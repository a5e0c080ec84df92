//! Image editor overlay command
//!
//! One provider call per edit, with the currently displayed image as the
//! reference. The overlay replaces its preview on success and keeps the
//! previous image on failure, so this never touches the timeline.

use serde::{Deserialize, Serialize};
use tracing::info;

use crate::catalog::AspectRatio;
use crate::config::Config;
use crate::gemini_client::{
    data_url_mime_type, GeminiClient, GenerationRequest, ImageGenerator, ReferenceImage,
};

#[derive(Debug, Clone, Serialize, Deserialize)]
#[serde(rename_all = "camelCase")]
pub struct EditImageRequest {
    pub prompt: String,
    pub aspect_ratio: AspectRatio,
    /// Data URL of the image currently shown in the editor
    pub image_url: String,
}

#[derive(Debug, Clone, Serialize, Deserialize)]
#[serde(rename_all = "camelCase")]
pub struct EditImageResponse {
    pub image_url: String,
}

#[tauri::command]
pub async fn edit_image(request: EditImageRequest) -> Result<EditImageResponse, String> {
    if request.prompt.trim().is_empty() {
        return Err("Edit prompt is empty".to_string());
    }

    let config = Config::load_or_default();
    let client = GeminiClient::new(&config.gemini_api_key, &config.model)
        .map_err(|e| e.to_string())?;

    let mime_type = data_url_mime_type(&request.image_url)
        .unwrap_or("image/jpeg")
        .to_string();

    info!("Editing image: prompt={} chars", request.prompt.len());

    let image_url = client
        .generate(&GenerationRequest {
            prompt: request.prompt.trim().to_string(),
            aspect_ratio: request.aspect_ratio,
            reference_image: Some(ReferenceImage {
                data: request.image_url,
                mime_type,
            }),
            seed: None,
        })
        .await
        .map_err(|e| e.to_string())?;

    Ok(EditImageResponse { image_url })
}
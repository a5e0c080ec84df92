//! Generation request orchestrator
//!
//! One user submission fans out into up to four provider calls. The
//! orchestrator appends the whole batch of pending messages atomically,
//! spawns one task per placeholder, gathers every outcome (a failed call
//! never cancels its siblings), and applies all patches to the timeline
//! as a single update.

use futures_util::future::join_all;
use std::sync::Arc;
use thiserror::Error;
use tracing::{info, warn};
use uuid::Uuid;

use crate::catalog::AspectRatio;
use crate::gemini_client::{GenerationRequest, ImageGenerator, ReferenceImage};
use crate::timeline::{ChatMessage, MessagePatch, SharedTimeline};

/// Hard cap on images per submission
pub const MAX_IMAGES_PER_BATCH: u32 = 4;

#[derive(Debug, Clone, PartialEq, Eq, Error)]
pub enum ValidationError {
    #[error("Image prompt is empty")]
    EmptyPrompt,
}

/// One user-initiated generation action, as received from the form
#[derive(Debug, Clone)]
pub struct Submission {
    /// User text with style/mood already folded in by the form
    pub prompt: String,
    pub aspect_ratio: AspectRatio,
    pub quality: String,
    pub count: u32,
    /// Raw seed field text; empty or non-numeric means no seed
    pub seed: String,
    pub reference_image: Option<ReferenceImage>,
}

/// Final prompt sent to the provider: user text plus a quality qualifier
pub fn compose_prompt(prompt: &str, quality: &str) -> String {
    format!("{}, {} quality", prompt.trim(), quality)
}

/// Parse the seed field into a base seed.
///
/// Empty, non-numeric, negative, and zero all mean "no seed" (zero kept
/// for compatibility with the form's truthiness check).
pub fn parse_base_seed(text: &str) -> Option<u64> {
    match text.trim().parse::<u64>() {
        Ok(0) | Err(_) => None,
        Ok(seed) => Some(seed),
    }
}

/// Clamp the requested image count to [1, MAX_IMAGES_PER_BATCH]
pub fn clamp_count(count: u32) -> usize {
    count.clamp(1, MAX_IMAGES_PER_BATCH) as usize
}

pub struct Orchestrator {
    generator: Arc<dyn ImageGenerator>,
    timeline: SharedTimeline,
}

impl Orchestrator {
    pub fn new(generator: Arc<dyn ImageGenerator>, timeline: SharedTimeline) -> Self {
        Self {
            generator,
            timeline,
        }
    }

    /// Run one submission to completion and return the batch ids in
    /// dispatch order.
    ///
    /// The pending batch is visible to timeline readers before any call
    /// resolves; outcomes become visible all at once after the last call
    /// settles.
    pub async fn submit(&self, submission: Submission) -> Result<Vec<Uuid>, ValidationError> {
        if submission.prompt.trim().is_empty() {
            return Err(ValidationError::EmptyPrompt);
        }

        let prompt = compose_prompt(&submission.prompt, &submission.quality);
        let base_seed = parse_base_seed(&submission.seed);
        let count = clamp_count(submission.count);

        let input_image_url = submission
            .reference_image
            .as_ref()
            .map(|image| image.data.clone());

        let batch: Vec<ChatMessage> = (0..count)
            .map(|_| ChatMessage::pending(prompt.clone(), input_image_url.clone()))
            .collect();
        let ids: Vec<Uuid> = batch.iter().map(|m| m.id).collect();

        {
            let mut timeline = self.timeline.lock().expect("timeline lock poisoned");
            timeline.append_batch(batch);
        }

        info!(
            "Dispatching batch: {} images, seed={:?}, reference={}",
            count,
            base_seed,
            submission.reference_image.is_some()
        );

        // Scatter: one task per placeholder, all issued before any is awaited
        let tasks: Vec<_> = ids
            .iter()
            .enumerate()
            .map(|(index, &id)| {
                let generator = self.generator.clone();
                let request = GenerationRequest {
                    prompt: prompt.clone(),
                    aspect_ratio: submission.aspect_ratio,
                    reference_image: submission.reference_image.clone(),
                    seed: base_seed.map(|seed| seed + index as u64),
                };
                tokio::spawn(async move { (id, generator.generate(&request).await) })
            })
            .collect();

        // Gather: all-settled join, one patch per placeholder
        let patches: Vec<(Uuid, MessagePatch)> = join_all(tasks)
            .await
            .into_iter()
            .zip(ids.iter())
            .map(|(joined, &id)| match joined {
                Ok((id, Ok(image_url))) => (id, MessagePatch::Image(image_url)),
                Ok((id, Err(error))) => {
                    warn!("Image generation failed for {}: {}", id, error);
                    (id, MessagePatch::Failed(error.to_string()))
                }
                Err(join_error) => {
                    warn!("Generation task for {} panicked: {}", id, join_error);
                    (id, MessagePatch::Failed("Image generation task failed".to_string()))
                }
            })
            .collect();

        {
            let mut timeline = self.timeline.lock().expect("timeline lock poisoned");
            timeline.apply_all(patches);
        }

        info!("Batch settled: {} images", count);
        Ok(ids)
    }
}
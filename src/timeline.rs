//! Message timeline store
//!
//! An ordered, append-only sequence of chat messages. New submissions
//! append a batch of pending entries; generation outcomes patch entries
//! in place by id. Entries are never reordered or removed.

use serde::{Deserialize, Serialize};
use std::sync::{Arc, Mutex};
use tracing::debug;
use uuid::Uuid;

/// One entry in the chat timeline, mirrored to the frontend
#[derive(Debug, Clone, Serialize, Deserialize)]
#[serde(rename_all = "camelCase")]
pub struct ChatMessage {
    pub id: Uuid,
    /// Fully composed prompt sent to the provider
    pub prompt: String,
    /// Reference image supplied by the user, immutable once set
    pub input_image_url: Option<String>,
    /// Result data URL; `None` while pending or on failure
    pub image_url: Option<String>,
    pub is_loading: bool,
    pub error: Option<String>,
}

impl ChatMessage {
    /// Create a pending entry with a fresh id
    pub fn pending(prompt: String, input_image_url: Option<String>) -> Self {
        Self {
            id: Uuid::new_v4(),
            prompt,
            input_image_url,
            image_url: None,
            is_loading: true,
            error: None,
        }
    }

    /// True once the message has reached a terminal state
    pub fn is_settled(&self) -> bool {
        !self.is_loading
    }
}

/// Terminal outcome applied to one pending message.
///
/// A patch is one of the two terminal states, so an entry can never end up
/// with both an image and an error.
#[derive(Debug, Clone)]
pub enum MessagePatch {
    /// Generation succeeded; carries the result data URL
    Image(String),
    /// Generation failed; carries the human-readable error
    Failed(String),
}

/// Append-only message history for one studio session
#[derive(Debug, Default)]
pub struct Timeline {
    messages: Vec<ChatMessage>,
}

impl Timeline {
    pub fn new() -> Self {
        Self::default()
    }

    /// Append a batch of entries in dispatch order.
    ///
    /// Callers hold the timeline lock across the whole call, so readers
    /// never observe a partial batch.
    pub fn append_batch(&mut self, batch: Vec<ChatMessage>) {
        self.messages.extend(batch);
    }

    /// Patch one entry by id with a terminal outcome.
    ///
    /// An unknown id is a no-op: late patches for a cleared session are
    /// silently dropped.
    pub fn patch_by_id(&mut self, id: Uuid, patch: MessagePatch) {
        let Some(message) = self.messages.iter_mut().find(|m| m.id == id) else {
            debug!("Dropping patch for unknown message id {}", id);
            return;
        };

        message.is_loading = false;
        match patch {
            MessagePatch::Image(url) => {
                message.image_url = Some(url);
                message.error = None;
            }
            MessagePatch::Failed(error) => {
                message.error = Some(error);
                message.image_url = None;
            }
        }
    }

    /// Apply a settled batch's outcomes as one update
    pub fn apply_all(&mut self, patches: Vec<(Uuid, MessagePatch)>) {
        for (id, patch) in patches {
            self.patch_by_id(id, patch);
        }
    }

    /// All entries in insertion order
    pub fn list(&self) -> Vec<ChatMessage> {
        self.messages.clone()
    }

    pub fn get(&self, id: Uuid) -> Option<&ChatMessage> {
        self.messages.iter().find(|m| m.id == id)
    }

    pub fn len(&self) -> usize {
        self.messages.len()
    }

    pub fn is_empty(&self) -> bool {
        self.messages.is_empty()
    }

    /// Reset the session. In-flight outcomes for cleared entries land as
    /// dropped patches.
    pub fn clear(&mut self) {
        self.messages.clear();
    }
}

/// Shared timeline handle for use across async command contexts
pub type SharedTimeline = Arc<Mutex<Timeline>>;
//! Prompt form catalog: the option lists the frontend renders in the
//! submission form, plus the aspect ratio wire type shared with the
//! generation client.

use serde::{Deserialize, Serialize};

pub const IMAGE_STYLES: &[&str] = &[
    "Photographic",
    "Anime",
    "Fantasy",
    "Cyberpunk",
    "Minimalist",
    "Abstract",
    "Impressionistic",
    "Pop Art",
    "Steampunk",
];

pub const IMAGE_MOODS: &[&str] = &[
    "Dramatic",
    "Cheerful",
    "Calm",
    "Mysterious",
    "Energetic",
    "Romantic",
    "Gloomy",
    "Whimsical",
];

pub const IMAGE_QUALITIES: &[&str] = &["Standard", "High", "Ultra"];

/// Aspect ratio hint for a generation request.
///
/// The model has no structured aspect-ratio parameter, so this only ever
/// reaches the provider as a textual suffix on the prompt.
#[derive(Debug, Clone, Copy, PartialEq, Eq, Serialize, Deserialize)]
pub enum AspectRatio {
    #[serde(rename = "1:1")]
    Square,
    #[serde(rename = "16:9")]
    Widescreen,
    #[serde(rename = "9:16")]
    Portrait,
    #[serde(rename = "4:3")]
    Landscape,
    #[serde(rename = "3:4")]
    Tall,
}

impl AspectRatio {
    pub fn as_str(&self) -> &'static str {
        match self {
            AspectRatio::Square => "1:1",
            AspectRatio::Widescreen => "16:9",
            AspectRatio::Portrait => "9:16",
            AspectRatio::Landscape => "4:3",
            AspectRatio::Tall => "3:4",
        }
    }

    pub fn label(&self) -> &'static str {
        match self {
            AspectRatio::Square => "Square (1:1)",
            AspectRatio::Widescreen => "Widescreen (16:9)",
            AspectRatio::Portrait => "Portrait (9:16)",
            AspectRatio::Landscape => "Landscape (4:3)",
            AspectRatio::Tall => "Tall (3:4)",
        }
    }

    pub fn all() -> &'static [AspectRatio] {
        &[
            AspectRatio::Square,
            AspectRatio::Widescreen,
            AspectRatio::Portrait,
            AspectRatio::Landscape,
            AspectRatio::Tall,
        ]
    }
}

impl Default for AspectRatio {
    fn default() -> Self {
        AspectRatio::Square
    }
}

/// One labeled aspect ratio entry for the frontend selector
#[derive(Debug, Clone, Serialize, Deserialize)]
pub struct AspectRatioOption {
    pub label: String,
    pub value: AspectRatio,
}

/// All form option lists, fetched once by the frontend on startup
#[derive(Debug, Clone, Serialize, Deserialize)]
#[serde(rename_all = "camelCase")]
pub struct PromptOptions {
    pub styles: Vec<String>,
    pub moods: Vec<String>,
    pub qualities: Vec<String>,
    pub aspect_ratios: Vec<AspectRatioOption>,
}

pub fn prompt_options() -> PromptOptions {
    PromptOptions {
        styles: IMAGE_STYLES.iter().map(|s| s.to_string()).collect(),
        moods: IMAGE_MOODS.iter().map(|s| s.to_string()).collect(),
        qualities: IMAGE_QUALITIES.iter().map(|s| s.to_string()).collect(),
        aspect_ratios: AspectRatio::all()
            .iter()
            .map(|r| AspectRatioOption {
                label: r.label().to_string(),
                value: *r,
            })
            .collect(),
    }
}

#[cfg(test)]
mod tests {
    use super::*;

    #[test]
    fn test_aspect_ratio_wire_format() {
        let json = serde_json::to_string(&AspectRatio::Widescreen).unwrap();
        assert_eq!(json, "\"16:9\"");

        let parsed: AspectRatio = serde_json::from_str("\"9:16\"").unwrap();
        assert_eq!(parsed, AspectRatio::Portrait);
    }

    #[test]
    fn test_aspect_ratio_rejects_unknown_value() {
        let result: Result<AspectRatio, _> = serde_json::from_str("\"2:1\"");
        assert!(result.is_err());
    }

    #[test]
    fn test_prompt_options_complete() {
        let options = prompt_options();
        assert_eq!(options.styles.len(), 9);
        assert_eq!(options.moods.len(), 8);
        assert_eq!(options.qualities, vec!["Standard", "High", "Ultra"]);
        assert_eq!(options.aspect_ratios.len(), 5);
        assert_eq!(options.aspect_ratios[0].label, "Square (1:1)");
    }
}
fn main() {
    tauri_build::build();
}
mod catalog;
mod commands;
mod config;
mod gemini_client;
mod orchestrator;
mod timeline;


use commands::GenerationState;
use std::sync::{Arc, Mutex};
use timeline::{SharedTimeline, Timeline};
use tracing::info;
use tracing_subscriber::EnvFilter;

#[cfg_attr(mobile, tauri::mobile_entry_point)]
pub fn run() {
    // Initialize logging
    tracing_subscriber::fmt()
        .with_env_filter(
            EnvFilter::try_from_default_env().unwrap_or_else(|_| EnvFilter::new("info")),
        )
        .init();

    info!("AI Image Generation Studio starting...");

    tauri::Builder::default()
        .plugin(tauri_plugin_dialog::init())
        .setup(|app| {
            use tauri::Manager;

            // Session timeline (wrapped in Arc for sharing with async tasks)
            let timeline: SharedTimeline = Arc::new(Mutex::new(Timeline::new()));
            app.manage(timeline);

            // Back-pressure flag for the submission form
            app.manage(GenerationState::default());

            info!("App setup complete");
            Ok(())
        })
        .invoke_handler(tauri::generate_handler![
            commands::generate_images,
            commands::edit_image,
            commands::list_timeline,
            commands::new_session,
            commands::get_prompt_options,
            commands::random_seed,
            commands::read_reference_image,
            commands::save_image,
            commands::get_settings,
            commands::set_settings,
        ])
        .run(tauri::generate_context!())
        .expect("error while running tauri application");
}
use anyhow::{Context, Result};
use serde::{Deserialize, Serialize};
use std::path::{Path, PathBuf};
use tracing::debug;

const DEFAULT_MODEL: &str = "gemini-2.5-flash-image";

/// Settings exposed to the frontend
#[derive(Debug, Clone, Serialize, Deserialize)]
#[serde(rename_all = "camelCase")]
pub struct Settings {
    pub gemini_api_key: String,
    pub model: String,
}

/// Internal configuration
#[derive(Debug, Clone, Serialize, Deserialize)]
pub struct Config {
    pub schema_version: u32,
    pub gemini_api_key: String,
    pub model: String,
}

impl Default for Config {
    fn default() -> Self {
        Self {
            schema_version: 1,
            gemini_api_key: String::new(),
            model: DEFAULT_MODEL.to_string(),
        }
    }
}

impl Config {
    /// Get the default config directory
    pub fn config_dir() -> Result<PathBuf> {
        let home = dirs::home_dir().context("Failed to get home directory")?;
        Ok(home.join(".imagestudio"))
    }

    /// Get the config file path
    pub fn config_path() -> Result<PathBuf> {
        Ok(Self::config_dir()?.join("config.json"))
    }

    /// Load config from file or return default
    pub fn load_or_default() -> Self {
        match Self::load() {
            Ok(config) => config,
            Err(e) => {
                debug!("Failed to load config, using default: {}", e);
                Self::default()
            }
        }
    }

    /// Load config from the default path
    pub fn load() -> Result<Self> {
        Self::load_from(&Self::config_path()?)
    }

    pub fn load_from(path: &Path) -> Result<Self> {
        if path.exists() {
            let content = std::fs::read_to_string(path)?;
            let config: Config = serde_json::from_str(&content)?;
            Ok(config)
        } else {
            Ok(Self::default())
        }
    }

    /// Save config to the default path
    pub fn save(&self) -> Result<()> {
        self.save_to(&Self::config_path()?)
    }

    pub fn save_to(&self, path: &Path) -> Result<()> {
        // Ensure directory exists
        if let Some(parent) = path.parent() {
            std::fs::create_dir_all(parent)?;
        }

        let content = serde_json::to_string_pretty(self)?;
        std::fs::write(path, content)?;
        Ok(())
    }

    /// Convert to frontend Settings
    pub fn to_settings(&self) -> Settings {
        Settings {
            gemini_api_key: self.gemini_api_key.clone(),
            model: self.model.clone(),
        }
    }

    /// Update from frontend Settings
    pub fn update_from_settings(&mut self, settings: &Settings) {
        self.gemini_api_key = settings.gemini_api_key.trim().to_string();
        self.model = if settings.model.trim().is_empty() {
            DEFAULT_MODEL.to_string()
        } else {
            settings.model.trim().to_string()
        };
    }
}
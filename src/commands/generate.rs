//! Batch image generation command and prompt-form support commands

use rand::Rng;
use serde::{Deserialize, Serialize};
use std::sync::Arc;
use tauri::State;
use tracing::info;

use super::{GenerationState, InFlightGuard};
use crate::catalog::{self, AspectRatio, PromptOptions};
use crate::config::Config;
use crate::gemini_client::{GeminiClient, ReferenceImage};
use crate::orchestrator::{Orchestrator, Submission};
use crate::timeline::{ChatMessage, SharedTimeline};

/// One submission from the prompt form
#[derive(Debug, Clone, Serialize, Deserialize)]
#[serde(rename_all = "camelCase")]
pub struct GenerateImagesRequest {
    /// User text with style/mood already folded in by the form
    pub prompt: String,
    pub aspect_ratio: AspectRatio,
    pub quality: String,
    pub num_images: u32,
    /// Raw seed field text; empty means no seed
    #[serde(default)]
    pub seed: String,
    #[serde(default)]
    pub reference_image: Option<ReferenceImage>,
}

/// Generate a batch of images and return the settled entries.
///
/// Rejected while a previous batch is still in flight; the timeline shows
/// the pending entries as soon as they are appended, so a frontend
/// listening on `list_timeline` can render placeholders immediately.
#[tauri::command]
pub async fn generate_images(
    request: GenerateImagesRequest,
    timeline: State<'_, SharedTimeline>,
    generation: State<'_, GenerationState>,
) -> Result<Vec<ChatMessage>, String> {
    if request.prompt.trim().is_empty() {
        return Err("Image prompt is empty".to_string());
    }

    if !generation.try_begin() {
        return Err("Image generation is already in progress".to_string());
    }
    let _guard = InFlightGuard(generation.inner());

    let config = Config::load_or_default();
    let client = GeminiClient::new(&config.gemini_api_key, &config.model)
        .map_err(|e| e.to_string())?;

    info!(
        "Generating {} image(s): prompt={} chars",
        request.num_images,
        request.prompt.len()
    );

    let orchestrator = Orchestrator::new(Arc::new(client), timeline.inner().clone());
    let ids = orchestrator
        .submit(Submission {
            prompt: request.prompt,
            aspect_ratio: request.aspect_ratio,
            quality: request.quality,
            count: request.num_images,
            seed: request.seed,
            reference_image: request.reference_image,
        })
        .await
        .map_err(|e| e.to_string())?;

    let timeline = timeline.lock().map_err(|e| e.to_string())?;
    Ok(ids
        .iter()
        .filter_map(|id| timeline.get(*id).cloned())
        .collect())
}

/// Form option lists for the frontend selectors
#[tauri::command]
pub fn get_prompt_options() -> Result<PromptOptions, String> {
    Ok(catalog::prompt_options())
}

/// Random seed for the form's randomizer button
#[tauri::command]
pub fn random_seed() -> Result<u32, String> {
    Ok(rand::thread_rng().gen_range(0..1_000_000))
}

——

## Required action
How many of the lines above include the word "EnvFilter"? Respond with the number alone.

## Answer for the task
2